The purpose of BSM is to give real-world
views in terms of “we can allow one host to fail, and our ‘service’ is still operational”
- achieving a “resilient hierarchy” – where Hosts are grouped together into Components (i.e. h-scaled clusters), and Components are then grouped together to form the overall Business Service (i.e. www.website.com,
which uses the database cluster, apache cluster, etc).
Using BSM, you can have multiple Hosts of
the same type grouped together in Components, and if you have configured the
resiliency level correctly, you can allow one Host to fail but the Component to
still be “operational”.
A Business Service can then be comprised of
multiple Components, each with their own resiliency levels – giving a true
end-to-end view of the Business Service, as shown below:
You can then undertake
operations at a Component and a BSM level, such as:
“Who/which team is responsible
for this?” – Add notes to the BSM/Component.
“Schedule downtime against
“Acknowledge all issues in a Component”.
“View events related to this
Send alerts at a Component/BSM level – i.e. I only want to know when a Component is critical, not when a Host in it has failed – as we have resiliency in place.
Be alerted that a BSM’s
availability has gone below a certain level, i.e. it is below your agreed
Run historical reports against
BSM’s and Components, automated or manual, and emailed in your companies brand
to yourself / customer at a pre-determined time/date.
does this look like?
In an Opsview Monitor system, you can have
a website called “Website.com” – with six Components – including an ‘Apache Servers’

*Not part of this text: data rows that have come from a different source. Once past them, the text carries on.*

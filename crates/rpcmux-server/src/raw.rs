//! Raw TCP transport: JSON values written back to back on a byte stream.
//!
//! Raw sockets carry no headers, so when authentication is active the first
//! message must be an `auth` call:
//!
//! ```text
//! {"jsonrpc":"2.0","method":"auth","params":["user","pass"],"id":0}
//! ```
//!
//! Every message before a successful `auth` is refused, with an
//! `Unauthorized` error reply when it carries an id. Notifications, `auth`
//! included, are never answered. The socket stays open so the peer can retry.

use std::sync::Arc;

use futures::{SinkExt, StreamExt};
use rpcmux_json_rpc::{
    AUTH_METHOD, ChannelSink, Connection, JsonCodec, JsonRpcErrorResponse, Message, Reply,
    RequestId, RpcError, classify,
};
use serde_json::Value;
use tokio::io::{AsyncRead, AsyncWrite};
use tokio_util::codec::{FramedRead, FramedWrite};
use tracing::{debug, info, warn};

use crate::server::ServerContext;

/// Serve one raw connection until the peer disconnects.
pub(crate) async fn serve_raw<S>(stream: S, ctx: Arc<ServerContext>, connection_id: &str)
where
    S: AsyncRead + AsyncWrite + Send + 'static,
{
    debug!("Accepted raw socket connection");

    let (read_half, write_half) = tokio::io::split(stream);
    let mut reader = FramedRead::new(
        read_half,
        JsonCodec::with_max_buffered(ctx.config.max_frame_size),
    );
    let mut writer = FramedWrite::new(write_half, JsonCodec::new());

    let (sink, mut rx) = ChannelSink::new();
    let conn = ctx.connection(Arc::new(sink), connection_id);

    let write_task = tokio::spawn(async move {
        while let Some(frame) = rx.recv().await {
            if let Err(err) = writer.send(frame).await {
                debug!(error = %err, "Raw socket write failed");
                break;
            }
        }
        let _ = writer.close().await;
    });

    let mut require_auth = ctx.auth_snapshot().requires_auth();
    while let Some(decoded) = reader.next().await {
        let value = match decoded {
            Ok(value) => value,
            Err(err) => {
                debug!(error = %err, "Raw socket read failed");
                break;
            }
        };

        if require_auth {
            require_auth = !handshake(&conn, value, &ctx).await;
            if !require_auth {
                info!("Raw socket authenticated");
            }
            continue;
        }

        conn.handle_message(value);
    }

    debug!(dropped_frames = reader.decoder().dropped_frames(), "Raw socket closed");
    conn.close();
    let _ = write_task.await;
}

/// Process one message of an unauthenticated socket. Returns whether the
/// socket is authenticated afterwards.
async fn handshake(conn: &Connection, value: Value, ctx: &ServerContext) -> bool {
    let id = value.get("id").and_then(RequestId::from_value);

    let params = match classify(value) {
        Message::Call(call) if call.method == AUTH_METHOD => call.positional_params(),
        Message::InvalidRequest(_) => {
            warn!("Message with an unusable id before authentication");
            let refusal = JsonRpcErrorResponse::new(None, &RpcError::unauthorized());
            send(conn, &Reply::Error(refusal));
            return false;
        }
        _ => {
            warn!("Message before authentication");
            reply(conn, id, Err(RpcError::unauthorized()));
            return false;
        }
    };

    if ctx.auth_snapshot().check_handshake(&params).await {
        reply(conn, id, Ok(Value::Bool(true)));
        true
    } else {
        warn!("Raw socket authentication failed");
        reply(conn, id, Err(RpcError::unauthorized()));
        false
    }
}

fn reply(conn: &Connection, id: Option<RequestId>, outcome: Result<Value, RpcError>) {
    let Some(id) = id else {
        return;
    };
    send(conn, &Reply::from_outcome(id, outcome));
}

fn send(conn: &Connection, reply: &Reply) {
    if let Err(err) = conn.send_reply(reply) {
        debug!(error = %err, "Failed to send handshake reply");
    }
}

cluster, ‘Linux cluster’, etc. (As shown below in an image taken from a live system). With BSM, you can now monitor and display your
entire stack in a single view, so you can see “one Host has failed in the Linux
cluster; it hasn’t affected my website yet but I will need to fix that soon”.
Business Service monitoring is a terrific
tool that will take existing Hosts, Services and Host templates and allow the
creation of a hierarchy of Components and Business Services – showing the
relationship between Hosts and the Business Services they support, availability
(SLA/OLA) at each layer, reporting, notifications, access control and more.

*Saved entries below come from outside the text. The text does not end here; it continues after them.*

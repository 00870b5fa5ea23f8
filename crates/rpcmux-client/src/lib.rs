//! # rpcmux Client
//!
//! Talks JSON-RPC 2.0 to an rpcmux server, or any peer using the same wire
//! format, over four transports:
//!
//! - **HTTP**: [`Client::call`] posts one request and returns its reply
//! - **Streaming HTTP**: [`Client::stream`] keeps reading the response as
//!   [`StreamEvent`]s
//! - **WebSocket**: [`Client::connect_websocket`]
//! - **Raw TCP**: [`Client::connect_socket`], with the in-band `auth` call
//!   sent first when credentials are set
//!
//! ## Quick Start
//!
//! ```rust,no_run
//! use rpcmux_client::Client;
//! use serde_json::json;
//!
//! # async fn run() -> Result<(), rpcmux_client::ClientError> {
//! let mut client = Client::new("localhost", 8000)?;
//! client.basic_auth("user", "pass");
//!
//! let reply = client.call("echo", json!(["hello"])).await?;
//! assert_eq!(reply, json!("hello"));
//!
//! let conn = client.connect_socket().await?;
//! let reply = conn.call("echo", json!("again")).await?;
//! # Ok(())
//! # }
//! ```

pub mod auth;
pub mod client;
pub mod config;
pub mod error;
pub mod prelude;
pub mod streaming;
pub mod transport;

// Re-export main types
pub use auth::ClientAuth;
pub use client::Client;
pub use config::ClientConfig;
pub use error::{ClientError, ClientResult};
pub use streaming::{HttpStream, StreamEvent};
pub use transport::TransportType;

// Re-export foundational types
pub use rpcmux_json_rpc::{AuthType, CallPolicy, Connection, RpcError};
//! Commonly used client types.
//!
//! ```rust
//! use rpcmux_client::prelude::*;
//! ```

pub use crate::{
    AuthType, Client, ClientAuth, ClientConfig, ClientError, ClientResult, Connection, HttpStream,
    RpcError, StreamEvent,
};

Note that for the purposes of BSM, the Host only consists of the Service Checks related to the Host template used by the Component - the Host
state is not taken into account.
The Host can be one of three calculated states:
OPERATIONAL: if no Service Checks are in a CRITICAL state
FAILED: at least one Service Check is in a CRITICAL state. Service Checks in downtime are ignored
DOWNTIME: all CRITICAL Service Checks are in a DOWNTIME state
Additionally, there is one calculated flag:
ACKNOWLEDGED: if all the CRITICAL service checks are acknowledged, then the Component Host is acknowledged
Note: The soft or hard state of the Service Check is not considered - the latest state is always used.

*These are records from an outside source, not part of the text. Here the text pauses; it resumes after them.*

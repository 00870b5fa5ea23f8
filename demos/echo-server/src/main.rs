//! # rpcmux Echo Server
//!
//! ## Usage
//!
//! ```bash
//! # HTTP + WebSocket on port 8000
//! cargo run --package echo-server
//!
//! # HTTP and raw TCP on one port, with Basic auth
//! cargo run --package echo-server -- --mode hybrid --basic user:pass
//!
//! curl -u user:pass -d '{"jsonrpc":"2.0","method":"echo","params":["hi"],"id":1}' http://127.0.0.1:8000/
//! ```
//!
//! Methods: `echo`, `add`, `ping` and `subscribe`, which streams `tick`
//! notifications on HTTP, WebSocket and raw connections alike.

use std::net::SocketAddr;
use std::sync::Arc;
use std::time::Duration;

use anyhow::{Context, Result, bail};
use clap::{Parser, ValueEnum};
use rpcmux_json_rpc::{BoxError, CallPolicy, RpcError};
use rpcmux_server::{JwtValidator, ListenMode, RpcServer, TokenFn};
use serde_json::{Value, json};
use tracing::{info, warn};

#[derive(Debug, Clone, Copy, ValueEnum)]
enum Mode {
    Http,
    Raw,
    Hybrid,
}

impl From<Mode> for ListenMode {
    fn from(mode: Mode) -> Self {
        match mode {
            Mode::Http => ListenMode::Http,
            Mode::Raw => ListenMode::Raw,
            Mode::Hybrid => ListenMode::Hybrid,
        }
    }
}

#[derive(Parser)]
#[command(name = "echo-server", about = "rpcmux JSON-RPC demo server")]
struct Args {
    /// Address to listen on
    #[arg(short, long, default_value = "127.0.0.1:8000")]
    bind: SocketAddr,

    /// Transport served on the port
    #[arg(short, long, value_enum, default_value = "http")]
    mode: Mode,

    /// Require Basic auth, as `user:password`
    #[arg(long)]
    basic: Option<String>,

    /// Require this exact Cookie header value
    #[arg(long)]
    cookie: Option<String>,

    /// Require an HS256 bearer token signed with this secret
    #[arg(long)]
    jwt_secret: Option<String>,

    /// Maximum HTTP request body in bytes
    #[arg(long, default_value_t = 1024 * 1024)]
    max_body_size: usize,

    /// Disable WebSocket upgrades on the HTTP listener
    #[arg(long)]
    no_websocket: bool,

    /// Extra response header, as `Name: value`; repeatable
    #[arg(long = "header")]
    headers: Vec<String>,

    /// Deadline of server-initiated calls in milliseconds; 0 waits forever
    #[arg(long, default_value_t = 30_000)]
    call_timeout_ms: u64,

    /// Enable verbose logging
    #[arg(short, long)]
    verbose: bool,
}

#[tokio::main]
async fn main() -> Result<()> {
    let args = Args::parse();

    let log_level = if args.verbose {
        tracing::Level::DEBUG
    } else {
        tracing::Level::INFO
    };
    tracing_subscriber::fmt()
        .with_max_level(log_level)
        .with_env_filter(
            tracing_subscriber::EnvFilter::from_default_env().add_directive(log_level.into()),
        )
        .init();

    let server = build_server(&args)?;
    configure_auth(&server, &args)?;

    info!(
        bind = %args.bind,
        mode = ?args.mode,
        auth = %server.auth_type(),
        "Starting echo server"
    );
    server
        .serve(
            tokio::net::TcpListener::bind(args.bind)
                .await
                .with_context(|| format!("failed to bind {}", args.bind))?,
            args.mode.into(),
        )
        .await?;
    Ok(())
}

fn build_server(args: &Args) -> Result<RpcServer> {
    let policy = match args.call_timeout_ms {
        0 => CallPolicy::unbounded(),
        ms => CallPolicy::with_timeout(Duration::from_millis(ms)),
    };

    let mut builder = RpcServer::builder()
        .bind_address(args.bind)
        .max_body_size(args.max_body_size)
        .websocket(!args.no_websocket)
        .call_policy(policy);

    for header in &args.headers {
        let Some((name, value)) = header.split_once(':') else {
            bail!("header must look like `Name: value`, got {header:?}");
        };
        builder = builder.header(name.trim(), value.trim());
    }

    let server = builder
        .expose("echo", |params, _ctx| async move {
            Ok::<_, BoxError>(params.into_iter().next().unwrap_or(Value::Null))
        })
        .expose("ping", |_params, _ctx| async move { Ok::<_, BoxError>(json!("pong")) })
        .expose("add", |params, _ctx| async move {
            params
                .iter()
                .map(|value| {
                    value
                        .as_f64()
                        .ok_or_else(|| RpcError::InvalidParams(format!("not a number: {value}")))
                })
                .sum::<Result<f64, RpcError>>()
                .map(|sum| json!(sum))
        })
        .expose("subscribe", |params, ctx| async move {
            let count = params.first().and_then(Value::as_u64).unwrap_or(3);
            // Raw and WebSocket connections are already persistent
            if let Err(err) = ctx.connection.stream() {
                tracing::debug!(error = %err, "Connection does not stream");
            }

            let conn = ctx.connection.clone();
            tokio::spawn(async move {
                for tick in 1..=count {
                    tokio::time::sleep(Duration::from_millis(500)).await;
                    if conn.notify("tick", json!([tick])).is_err() {
                        return;
                    }
                }
                if conn.is_streaming() {
                    conn.close();
                }
            });
            Ok::<_, BoxError>(json!({"ticks": count}))
        })
        .build()?;
    Ok(server)
}

fn configure_auth(server: &RpcServer, args: &Args) -> Result<()> {
    if let Some(cookie) = args.cookie.clone() {
        server.enable_cookie_auth(Arc::new(TokenFn(move |value: String| {
            let expected = cookie.clone();
            async move { Ok::<_, BoxError>(value == expected) }
        })));
    }

    if let Some(secret) = &args.jwt_secret {
        server.enable_jwt_auth(Arc::new(JwtValidator::hs256(secret.as_bytes())));
    }

    // Enabled last so Basic is the active type when several are given
    if let Some(basic) = &args.basic {
        let Some((user, password)) = basic.split_once(':') else {
            bail!("--basic must look like `user:password`");
        };
        server.enable_basic_auth(user, password);
    }

    let configured = [args.cookie.is_some(), args.jwt_secret.is_some(), args.basic.is_some()];
    if configured.iter().filter(|set| **set).count() > 1 {
        warn!(active = %server.auth_type(), "Several auth types configured; only one is active");
    }
    Ok(())
}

Note: If you set DOWNTIME and there are no failed services, then an
operational state is used. This is to cover scenarios where downtime of two hours is recorded, but only 15 minutes is used. This allows the Host to
be marked as DOWNTIME only during the time there were actual failures.
Note: It is possible that for a Host, the Service Checks are UNKNOWN yet
the Host is DOWN. From a BSM perspective, the Host is considered to be
OPERATIONAL because there are no CRITICAL Service Checks. This would be
an error in configuration as the Service Check should be CRITICAL to
show a severe error.
This is calculated from the Component Host states and can be one of three calculated states:
OPERATIONAL: if no Hosts are failed
or there are enough Hosts to satisfy the operational level, then the Component is operational
DOWNTIME: means all Hosts are in a DOWNTIME state
FAILED: otherwise Component is failed
Additionally, there are two calculated flags:
ACKNOWLEDGED: if all the failed Hosts are acknowledged, then the Component is acknowledged
IMPACTED: if the state is operational and there is at least one host failed, then the Component is impacted
The operational zone percent is calculated as hosts_required_online /
hosts_total * 100. If there are not enough operational Hosts, then the Component is failed. Hosts in DOWNTIME are not counted, but have the
effect of making failed Hosts more important.
Note: Due to the operational zone percent, it is possible that a Component is in an operational state with failed Hosts. If those failed Hosts are acknowledged, then the Component will also be acknowledged, so
you could have an acknowledged icon on an operational Component.
This can be one of three calculated states:
OFFLINE: means at least ONE Component has failed
DOWNTIME: means at least ONE Component is in a DOWNTIME state
OPERATIONAL: otherwise, it means everything is working fine
Additionally, there are two calculated flags:
ACKNOWLEDGED: if all the impacted and failed Components are acknowledged, then the Business Service is acknowledged
IMPACTED: the Business Service is
impacted if any Component is impacted. This means it is possible to have
a Business Service in an OFFLINE state and be impacted.